Louisiana is a sportsman’s paradise and City Park is no exception. Bass, catfish, perch and other fish can be found in the park’s 11+ miles of lagoons. Every spring, City Park hosts the Big Bass Fishing Rodeo and Fishtival, a one-day event featuring music, exhibits, a silent auction, a casting contest and demonstration, and of course, plenty of fishing.

To fish in City Park, you need a valid freshwater fishing license from the Louisiana Department of Wildlife and Fisheries. No fishing is allowed on golf courses or in areas with active contruction. No person may place their own boat in the park waterways. The park encourages anglers to catch and release fish.

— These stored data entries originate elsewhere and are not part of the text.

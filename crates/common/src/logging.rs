use tracing_core::Level;
use tracing_subscriber::{filter::Targets, fmt, layer::SubscriberExt, util::SubscriberInitExt};

use crate::config::Config;

pub fn init(config: &Config) {
    let fmt = fmt::format().with_target(false).compact();

    let target_filters = Targets::new()
        .with_target("sqlx", Level::WARN)
        .with_default(config.logging.level);

    tracing_subscriber::registry()
        .with(fmt::layer().event_format(fmt))
        .with(target_filters)
        .init();
}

There are many great fishing spots in the Park. Most people who fish won't share their great secret places to fish! But we've seen many people fishing behind the Casino Building, up and down Bayou Metairie, in Big Lake, off the Fishing Pier on Marconi Avenue, and in the water ways in Couturie Forest. If conditions are right and you're patient, you could catch a fish and have a great fish tale to tell.

*Fishing is not allowed from boats (only from the shoreline).

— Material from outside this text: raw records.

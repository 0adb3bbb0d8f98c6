use std::sync::Arc;

use axum::{extract::State, Json};
use axum_derive_error::ErrorResponse;
use db::{leaderboard, team, DatabaseConnection, DbErr, EntityTrait, QueryOrder};
use derive_more::{Display, Error, From};

use super::LeaderboardEntryData;

/// Errors that may occur while listing the leaderboard.
#[derive(ErrorResponse, Display, From, Error)]
pub(super) enum LeaderboardError {
    /// Database-related error.
    DatabaseError(DbErr),
}

/// Full leaderboard handler, highest score first.
pub(super) async fn list(
    State(db): State<Arc<DatabaseConnection>>,
) -> Result<Json<Vec<LeaderboardEntryData>>, LeaderboardError> {
    let entries = leaderboard::Entity::find()
        .find_also_related(team::Entity)
        .order_by_desc(leaderboard::Column::TotalScore)
        .all(&*db)
        .await?;

    Ok(Json(
        entries
            .into_iter()
            .map(|(entry, team)| {
                let team_name = team.map(|team| team.name).unwrap_or_default();

                LeaderboardEntryData::new(entry, team_name)
            })
            .collect(),
    ))
}

#[cfg(test)]
mod tests {
    use std::sync::Arc;

    use crate::testing::{bearer, create_database, create_student, create_team, ResponseBodyExt};

    use assert_json::assert_json;
    use axum::{
        body::Body,
        http::{Request, StatusCode},
    };
    use common::config::Config;
    use db::{
        leaderboard, ActiveModelTrait, ActiveValue, ColumnTrait, DatabaseConnection, EntityTrait,
        QueryFilter,
    };
    use tower::ServiceExt;

    async fn set_score(db: &DatabaseConnection, team_id: i64, tasks_done: i32) {
        let entry = leaderboard::Entity::find()
            .filter(leaderboard::Column::TeamId.eq(team_id))
            .one(db)
            .await
            .unwrap()
            .unwrap();

        let mut active: leaderboard::ActiveModel = entry.into();
        active.tasks_done = ActiveValue::Set(tasks_done);
        active.total_score = ActiveValue::Set(leaderboard::total_score(0, tasks_done, 0));
        active.update(db).await.unwrap();
    }

    #[tokio::test]
    async fn sorted_by_score() {
        let db = create_database().await;

        let first = create_student(&db, "First", "CS2021001", "first@example.com").await;
        let low = create_team(&db, "Low Scorers", first.id).await;

        let second = create_student(&db, "Second", "CS2021002", "second@example.com").await;
        let high = create_team(&db, "High Scorers", second.id).await;

        set_score(&db, low.id, 1).await;
        set_score(&db, high.id, 5).await;

        let response = crate::app_router(Arc::new(db), Arc::new(Config::for_tests()))
            .oneshot(
                Request::builder()
                    .method("GET")
                    .uri("/leaderboard")
                    .header("Authorization", bearer(first.id))
                    .body(Body::empty())
                    .unwrap(),
            )
            .await
            .unwrap();

        assert_eq!(response.status(), StatusCode::OK);

        assert_json!(response.json().await, [
            {
                "team_name": "High Scorers",
                "total_score": 5,
            },
            {
                "team_name": "Low Scorers",
                "total_score": 1,
            }
        ]);
    }
}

The previous record breaking catch:

Occurred: August 15, 2013

Tim Zissis loves to fish in City Park because it brings back memories of his childhood – fishing with his father and younger brother starting more than 35 years ago.  Zissis’s father passed when he was only 16.  The now 44 year-old spends time at the park because he says it’s quality time with his dad.  While Zissis enjoys making friends with other fishermen enjoying the park’s waterways, the New Orleanian has also used fishing as a way to rehab, exercise and gain strength after a life-threatening infection almost caused his leg to be amputated last year.

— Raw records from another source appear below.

use std::sync::Arc;

use axum::{
    extract::{Path, State},
    http::StatusCode,
    Extension, Json,
};
use axum_derive_error::ErrorResponse;
use db::{
    meeting, team, ActiveModelTrait, ActiveValue, DatabaseConnection, DbErr, EntityTrait,
    TransactionErrorExt, TransactionTrait,
};
use derive_more::{Display, Error, From};

use super::MeetingData;
use crate::auth::AuthenticatedStudentId;

/// Errors that may occur while canceling a meeting.
#[derive(ErrorResponse, Display, From, Error)]
pub(super) enum CancelMeetingError {
    /// Database-related error.
    DatabaseError(DbErr),

    #[status(StatusCode::NOT_FOUND)]
    #[display(fmt = "Meeting not found")]
    MeetingNotFound,

    #[status(StatusCode::NOT_FOUND)]
    #[display(fmt = "Team not found")]
    TeamNotFound,

    #[status(StatusCode::FORBIDDEN)]
    #[display(fmt = "Only team leader can cancel meetings")]
    NotTeamLeader,

    #[status(StatusCode::BAD_REQUEST)]
    #[display(fmt = "Only scheduled meetings can be canceled")]
    NotScheduled,
}

/// Meeting cancellation handler.
pub(super) async fn cancel(
    State(db): State<Arc<DatabaseConnection>>,
    Extension(student_id): Extension<AuthenticatedStudentId>,
    Path(meeting_id): Path<i64>,
) -> Result<Json<MeetingData>, CancelMeetingError> {
    let model = db
        .transaction(|txn| {
            Box::pin(async move {
                let model = meeting::Entity::find_by_id(meeting_id)
                    .one(txn)
                    .await?
                    .ok_or(CancelMeetingError::MeetingNotFound)?;

                let team = team::Entity::find_by_id(model.team_id)
                    .one(txn)
                    .await?
                    .ok_or(CancelMeetingError::TeamNotFound)?;

                if team.leader_id != student_id.id() {
                    return Err(CancelMeetingError::NotTeamLeader);
                }

                if model.status != meeting::Status::Scheduled {
                    return Err(CancelMeetingError::NotScheduled);
                }

                let mut active: meeting::ActiveModel = model.into();
                active.status = ActiveValue::Set(meeting::Status::Canceled);

                Ok(active.update(txn).await?)
            })
        })
        .await
        .into_raw_result()?;

    Ok(Json(model.into()))
}

#[cfg(test)]
mod tests {
    use std::sync::Arc;

    use crate::testing::{
        bearer, create_database, create_student, create_team, RequestBodyExt, ResponseBodyExt,
    };

    use assert_json::assert_json;
    use axum::{
        body::Body,
        http::{Request, StatusCode},
    };
    use common::config::Config;
    use serde_json::json;
    use tower::Service;

    async fn schedule_meeting(service: &mut axum::Router, leader_id: i64) -> i64 {
        let response = service
            .call(
                Request::builder()
                    .method("POST")
                    .uri("/meetings")
                    .header("Authorization", bearer(leader_id))
                    .header("Content-Type", "application/json")
                    .body(Body::from_json(json!({
                        "title": "Progress review",
                        "scheduled_at": "2099-01-01T10:00:00Z",
                    })))
                    .unwrap(),
            )
            .await
            .unwrap();

        assert_eq!(response.status(), StatusCode::CREATED);

        response.json().await["id"].as_i64().unwrap()
    }

    fn cancel_request(student_id: i64, meeting_id: i64) -> Request<Body> {
        Request::builder()
            .method("POST")
            .uri(format!("/meetings/{meeting_id}/cancel"))
            .header("Authorization", bearer(student_id))
            .body(Body::empty())
            .unwrap()
    }

    #[tokio::test]
    async fn double_cancellation_is_rejected() {
        let db = create_database().await;

        let leader = create_student(&db, "Leader", "CS2021001", "leader@example.com").await;
        create_team(&db, "Rustaceans", leader.id).await;

        let mut service = crate::app_router(Arc::new(db), Arc::new(Config::for_tests()));

        let meeting_id = schedule_meeting(&mut service, leader.id).await;

        let response = service
            .call(cancel_request(leader.id, meeting_id))
            .await
            .unwrap();

        assert_eq!(response.status(), StatusCode::OK);

        assert_json!(response.json().await, {
            "status": "canceled",
        });

        let response = service
            .call(cancel_request(leader.id, meeting_id))
            .await
            .unwrap();

        assert_eq!(response.status(), StatusCode::BAD_REQUEST);
        assert_eq!(
            response.error().await,
            "Only scheduled meetings can be canceled"
        );
    }

    #[tokio::test]
    async fn member_cannot_cancel() {
        let db = create_database().await;

        let leader = create_student(&db, "Leader", "CS2021001", "leader@example.com").await;
        let team = create_team(&db, "Rustaceans", leader.id).await;

        let member = create_student(&db, "Member", "CS2021002", "member@example.com").await;

        let mut service = crate::app_router(Arc::new(db), Arc::new(Config::for_tests()));

        let response = service
            .call(
                Request::builder()
                    .method("POST")
                    .uri(format!("/teams/{}/join", team.id))
                    .header("Authorization", bearer(member.id))
                    .body(Body::empty())
                    .unwrap(),
            )
            .await
            .unwrap();

        assert_eq!(response.status(), StatusCode::OK);

        let meeting_id = schedule_meeting(&mut service, leader.id).await;

        let response = service
            .call(cancel_request(member.id, meeting_id))
            .await
            .unwrap();

        assert_eq!(response.status(), StatusCode::FORBIDDEN);
        assert_eq!(response.error().await, "Only team leader can cancel meetings");
    }
}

On August 14th, around 3:30 p.m., Zissis, an avid City Park angler, cast his homemade plastic frog along the bank when a monster bass hit it.  Zissis fought the bass for about five minutes but the large fish spit the bait loose.  Zissis knew this was his dream bass – one of the biggest he ever sparred with.  When the fish got away, he literally fell to his knees, convinced his trophy was gone.  He regained his composure and made another cast.  All of a sudden, Zissis felt his line jerk.  A bass smashed his bait, again, four inches off the bank.  This time, success!  He knew it was the record when the fish jumped three feet out of the water.  He was amazed to see the size of the bass!  Zissis rushed over to City Park administration to show it off with hopes he broke the 9 pound City Park record.  He did – by .05 pounds.

After 35 years, Zissis has accomplished one of his life’s goals – catching a record-breaking bass in honor of his father.


Think you've broken the current record?

Fishing in the Park and think you've broken the current record? Here are the details you need to know:

-Must be a live fish

-Must be caught at New Orleans City Park

-Photographs are needed

-A photograph is needed of the weight displayed on a state-calibrated scale (fish markets near the Park have these, but make sure the photo shows the weight in decimal amount and includes the state ID tag that is located on all state inspected scales).

-Witness statements to the catch are preferred

Bring the photos and catch over to the Park Administration building if during normal business hours. Email story, witness statements, and photos to JLacour@nocp.org.

Above all, remember there is honor among fish and men. Please be honorable and follow all directions.